This picture is the Hanoi POL facility (North Vietnam) burning after it was attacked by the U.S. Air Force on 29 June 1966 in the context of the Rolling Thunder operation. 

We are interested in discovering what was the most common take-off location during that day. Transform the operations dataframe to contain operations for the date in question, then cache and execute this caching.

In [None]:
# your code goes here
cond = (F.col('MissionDate') == '1966-06-29') & (F.col('TargetCountry') == 'NORTH VIETNAM')
df_operations_jun_29 = df_operations.filter(cond)

Which coutries scheduled operations that day?

In [None]:
# your code goes here
df_operations_jun_29.select(F.col('ContryFlyingMission')).distinct().show(truncate=False)

How many operations where done per country on this date?

In [None]:
# your code goes here
df_operations_jun_29.groupby('ContryFlyingMission').count().show(truncate=False)

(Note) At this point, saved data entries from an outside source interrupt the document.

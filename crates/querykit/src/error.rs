//! Error types for query construction and execution.

use thiserror::Error;

/// Errors raised by a fetch provider while executing a query.
///
/// Construction of attributes, predicates and QuerySets never fails; these
/// errors only surface once a QuerySet is handed to a provider.
#[derive(Debug, Clone, PartialEq, Eq, Error)]
pub enum BackendError {
    /// The predicate or a sort descriptor references a key path the backend
    /// does not know about.
    #[error("unknown key path: {0}")]
    UnknownKeyPath(String),

    /// The backend cannot evaluate the operator with the given operands.
    #[error("unsupported operator {operator}: {detail}")]
    UnsupportedOperator {
        /// Operator as rendered in predicate format.
        operator: String,
        /// Why the operator was rejected.
        detail: String,
    },

    /// Two values could not be compared or coerced.
    #[error("type mismatch on `{key_path}`: cannot compare {left} with {right}")]
    TypeMismatch {
        /// Key path being evaluated.
        key_path: String,
        /// Kind of the left-hand value.
        left: &'static str,
        /// Kind of the right-hand value.
        right: &'static str,
    },

    /// Any other rejection reported by the backend.
    #[error("query rejected: {0}")]
    Rejected(String),
}

/// Errors returned by the querykit API.
#[derive(Debug, Error)]
pub enum QueryError {
    /// The fetch provider failed to execute the query.
    #[error("backend error: {0}")]
    Backend(#[from] BackendError),

    /// A literal could not be classified into any constant category.
    #[error("value of type `{type_name}` cannot be represented as a constant")]
    UnrepresentableValue {
        /// Rust type name of the rejected literal.
        type_name: &'static str,
    },

    /// No object matched the query.
    #[error("object not found")]
    NotFound,

    /// Several objects matched when exactly one was expected.
    #[error("multiple objects returned when one was expected")]
    MultipleObjectsReturned,
}

/// Result type alias for querykit operations.
pub type Result<T> = std::result::Result<T, QueryError>;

Time the previous query using the `collect` action. Then cache the dataframe containing operations from the date in question, invoke an action and time the previous query on this cached dataframe. How much faster is the query on your cached dataframe?

In [None]:
# your code goes here
%timeit df_operations_jun_29.groupby('ContryFlyingMission').count().collect()
df_operations_jun_29.cache()
df_operations_jun_29.count()
%timeit df_operations_jun_29.groupby('ContryFlyingMission').count().collect()

Write the cached dataframe to disk and read it back (you needn't assign it to a variable when reading it in).

In [None]:
# your code goes here
df_operations_jun_29.write.json('operations_jun_29.json')
spark.read.json('operations_jun_29.json')

Show the number of operations per takeoff location, in descending order.

In [None]:
# your code goes here
df_operations_jun_29.groupby('TakeoffLocation').count().sort(F.desc('count')).show()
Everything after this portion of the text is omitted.